Qt Designer: One awesome thing about Eclipse is that it has the Qt Designer built in! This makes it extremely easy to make GUIs. Here’s a screenshot of a simple project I’m working on:
For those who don’t know, Qt is a really nice cross-platform GUI library, so this will create a nice GUI that will work on Mac, Linux, and Windows. It’s really pretty sweet, especially with the Designer so you can organize things visually. I’m beginning to like programming in Eclipse, but for those who aren’t sold, Qt Designer comes in a separate application, so you can always install that and write your code in whatever you want.
I also found that my initial complaint about Eclipse being slow was false. I timed Spyder and Eclipse in a cold start load, Eclipse actually loaded 10 seconds faster than Spyder (15 seconds for Eclipse, 25 for Spyder), both loaded in about 2 seconds in a “warm start” comparison. Neither is as light as PTK, but they both have a lot more features.
Some other advantages for Eclipse: It can also be used for a lot of other languages (C/C++ and Java to name a few), it has excellent code-completion, and it’s more stable than Spyder or PTK, since it is much more widely used. These advantages all work as a slight disadvantage as well, at least when comparing to Spyder, which was designed specifically for scientific computing. This means Spyder is an exceptional MATLAB replacement, while Eclipse is really more of a general programming IDE. It’s not perfect as a replacement for MATLAB, but it’s not hard to make it work either. I hope to get better at GUI programming and post some simple tutorials in the near future.
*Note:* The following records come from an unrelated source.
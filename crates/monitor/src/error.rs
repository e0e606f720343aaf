//! Monitor error types.
//!
//! Every fallible boundary of the engine funnels into one of three kinds:
//! submission (recoverable, the user retries), polling (terminal for the
//! saga) and cancellation (transient, tracking continues).

use common::SagaId;
use domain::{OrderError, SagaStatus};
use thiserror::Error;

use crate::backend::BackendError;

/// The monitor task has shut down.
#[derive(Debug, Clone, Copy, PartialEq, Eq, Error)]
#[error("Monitor is not running")]
pub struct MonitorStopped;

/// Errors returned when starting a saga.
#[derive(Debug, Clone, Error)]
pub enum SubmissionError {
    /// The order failed local validation.
    #[error("Invalid order: {0}")]
    InvalidOrder(#[from] OrderError),

    /// A saga is already being tracked for the current selection.
    #[error("A saga is already active: {saga_id}")]
    SagaAlreadyActive { saga_id: String },

    /// The backend refused the order.
    #[error("Order rejected ({status}): {message}")]
    Rejected { status: u16, message: String },

    /// The submit request never produced a usable answer.
    #[error("Order submission failed: {0}")]
    Transport(String),

    /// Tracking was reset while the submit request was in flight.
    #[error("Submission superseded by a reset")]
    Superseded,

    /// The monitor task is gone.
    #[error("Monitor is not running")]
    MonitorStopped,
}

impl From<BackendError> for SubmissionError {
    fn from(err: BackendError) -> Self {
        match err {
            BackendError::Rejected { status, message } => {
                SubmissionError::Rejected { status, message }
            }
            BackendError::Transport(msg) | BackendError::Decode(msg) => {
                SubmissionError::Transport(msg)
            }
        }
    }
}

impl From<MonitorStopped> for SubmissionError {
    fn from(_: MonitorStopped) -> Self {
        SubmissionError::MonitorStopped
    }
}

/// Errors observed while polling an active saga. Always terminal for that
/// saga: its remote state may be inconsistent, so the poller does not retry.
#[derive(Debug, Clone, PartialEq, Eq, Error)]
pub enum PollingError {
    /// Network failure.
    #[error("Status request failed: {0}")]
    Transport(String),

    /// The response body was not a saga snapshot.
    #[error("Malformed status response: {0}")]
    Decode(String),

    /// The backend answered with an error status.
    #[error("Status request rejected ({status}): {message}")]
    Rejected { status: u16, message: String },

    /// The backend answered for a different saga.
    #[error("Status response for {actual}, expected {expected}")]
    SagaMismatch { expected: SagaId, actual: SagaId },
}

impl From<BackendError> for PollingError {
    fn from(err: BackendError) -> Self {
        match err {
            BackendError::Transport(msg) => PollingError::Transport(msg),
            BackendError::Decode(msg) => PollingError::Decode(msg),
            BackendError::Rejected { status, message } => {
                PollingError::Rejected { status, message }
            }
        }
    }
}

/// Errors returned by a cancellation request. Never change saga state.
#[derive(Debug, Clone, Error)]
pub enum CancellationError {
    /// Nothing is being tracked.
    #[error("No saga is active")]
    NoActiveSaga,

    /// The id does not match the tracked saga.
    #[error("Saga {0} is not the active saga")]
    UnknownSaga(SagaId),

    /// Terminal sagas cannot be cancelled.
    #[error("Saga {saga_id} already finished with status {status}")]
    AlreadyTerminal { saga_id: SagaId, status: SagaStatus },

    /// The backend refused the cancellation.
    #[error("Cancellation rejected ({status}): {message}")]
    Rejected { status: u16, message: String },

    /// The cancel request never produced a usable answer.
    #[error("Cancellation failed: {0}")]
    Transport(String),

    /// Tracking was reset while the cancel request was in flight.
    #[error("Tracking was reset before the cancellation completed")]
    TrackingReset,

    /// The monitor task is gone.
    #[error("Monitor is not running")]
    MonitorStopped,
}

impl From<BackendError> for CancellationError {
    fn from(err: BackendError) -> Self {
        match err {
            BackendError::Rejected { status, message } => {
                CancellationError::Rejected { status, message }
            }
            BackendError::Transport(msg) | BackendError::Decode(msg) => {
                CancellationError::Transport(msg)
            }
        }
    }
}

impl From<MonitorStopped> for CancellationError {
    fn from(_: MonitorStopped) -> Self {
        CancellationError::MonitorStopped
    }
}
//! Paced reveal of completed steps.
//!
//! The sequencer decides *what* to show next and *how long* to wait; it owns
//! no timer. The service drives it through a single
//! [`RevealScheduler`](crate::scheduler::RevealScheduler), so at most one
//! reveal is ever outstanding no matter how often [`feed`] is called.
//!
//! [`feed`]: StepAnimationSequencer::feed

use std::collections::{BTreeSet, VecDeque};
use std::time::Duration;

use domain::{SagaStatus, StepId};

use crate::config::MonitorConfig;

/// Which catalog is authoritative for the reveal.
#[derive(Debug, Clone, Copy, PartialEq, Eq, Default)]
pub enum RevealMode {
    #[default]
    Forward,
    Compensation,
}

impl RevealMode {
    /// Mode implied by a saga status.
    pub fn for_status(status: SagaStatus) -> Self {
        if status.is_compensation_phase() {
            RevealMode::Compensation
        } else {
            RevealMode::Forward
        }
    }
}

/// What one timer expiry produced.
#[derive(Debug, Clone, PartialEq, Eq)]
pub enum RevealStep {
    /// A step became visible.
    Revealed(StepId),
    /// Every step of a terminal saga is visible.
    AllStepsAnimated(SagaStatus),
    /// Nothing to do.
    Idle,
}

/// Reveals newly completed steps one at a time in canonical order.
#[derive(Debug, Clone)]
pub struct StepAnimationSequencer {
    reveal_cadence: Duration,
    compensation_cadence: Duration,
    terminal_pause: Duration,
    mode: RevealMode,
    epoch: u64,
    order: Vec<StepId>,
    visible: Vec<StepId>,
    pending: VecDeque<StepId>,
    status: Option<SagaStatus>,
    announced: bool,
}

impl StepAnimationSequencer {
    pub fn new(config: &MonitorConfig) -> Self {
        Self {
            reveal_cadence: config.reveal_cadence,
            compensation_cadence: config.compensation_cadence,
            terminal_pause: config.terminal_pause,
            mode: RevealMode::Forward,
            epoch: 0,
            order: Vec::new(),
            visible: Vec::new(),
            pending: VecDeque::new(),
            status: None,
            announced: false,
        }
    }

    /// Feeds the latest status, the completed steps and the ordering that is
    /// authoritative for that status.
    ///
    /// Steps not in `order` are never revealed. Returns true if the call
    /// switched mode, which discards everything visible or queued.
    pub fn feed(
        &mut self,
        status: SagaStatus,
        completed: &BTreeSet<StepId>,
        order: &[StepId],
    ) -> bool {
        let mode = RevealMode::for_status(status);
        let switched = mode != self.mode;
        if switched {
            self.mode = mode;
            self.epoch += 1;
            self.visible.clear();
            self.pending.clear();
            self.announced = false;
        }

        self.order = order.to_vec();
        self.status = Some(status);

        for id in order {
            if completed.contains(id) && !self.visible.contains(id) && !self.pending.contains(id)
            {
                self.pending.push_back(id.clone());
            }
        }

        // The ordering may have grown a prefix (a longer compensation chain),
        // so both sequences are re-sorted against it.
        let mut pending = std::mem::take(&mut self.pending);
        pending.make_contiguous().sort_by_key(|id| self.position(id));
        self.pending = pending;
        let mut visible = std::mem::take(&mut self.visible);
        visible.sort_by_key(|id| self.position(id));
        self.visible = visible;

        switched
    }

    fn position(&self, id: &StepId) -> usize {
        self.order.iter().position(|o| o == id).unwrap_or(usize::MAX)
    }

    /// Delay before the next [`on_timer`](Self::on_timer) call, or `None` if
    /// there is nothing left to do.
    pub fn next_delay(&self) -> Option<Duration> {
        if !self.pending.is_empty() {
            return Some(match self.mode {
                RevealMode::Forward => self.reveal_cadence,
                RevealMode::Compensation => self.compensation_cadence,
            });
        }
        match self.status {
            Some(status) if status.is_terminal() && !self.announced => Some(self.terminal_pause),
            _ => None,
        }
    }

    /// Advances the reveal by one step.
    pub fn on_timer(&mut self) -> RevealStep {
        if let Some(id) = self.pending.pop_front() {
            let rank = self.position(&id);
            let at = self.visible.partition_point(|v| self.position(v) < rank);
            self.visible.insert(at, id.clone());
            return RevealStep::Revealed(id);
        }
        match self.status {
            Some(status) if status.is_terminal() && !self.announced => {
                self.announced = true;
                RevealStep::AllStepsAnimated(status)
            }
            _ => RevealStep::Idle,
        }
    }

    pub fn mode(&self) -> RevealMode {
        self.mode
    }

    /// Changes whenever the visible sequence is discarded.
    pub fn epoch(&self) -> u64 {
        self.epoch
    }

    /// Steps already shown, in canonical order.
    pub fn visible(&self) -> &[StepId] {
        &self.visible
    }

    /// Steps waiting to be shown, in canonical order.
    pub fn pending(&self) -> impl Iterator<Item = &StepId> {
        self.pending.iter()
    }

    /// True once `AllStepsAnimated` has been emitted for the current mode.
    pub fn is_finished(&self) -> bool {
        self.announced
    }
}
In case you want to fool around a little bit yourself before I get around to a tutorial, here are some things I’ve found:
- If you have Python(x,y) installed, all you need to do to start playing around is:
- Open up Eclipse and start a new PyDev project
- Right click on the src folder to add a new file (choose other)
- Choose Qt Designer Form for the file type
- Now choose a window type (Main Window, Widget, etc.), and give it a name
- One last thing before you can start playing around, you need to add the Qt Designer bars to your layout. You do this on the menu-bar under Window -> Show View -> Other
- Next choose all of the sub-options under Qt (don’t mind the C++) and move them to wherever you want on the screen (the most important one is the Widget Box, that will let you drag and drop buttons and such)
- There are a few more steps to translating this Qt app into Python code, but I’m still figuring out the best way to do it for my tutorial, so more on that when I finish it
- If you didn’t install Python(x,y) you can install Eclipse and everything else you need following the instructions here.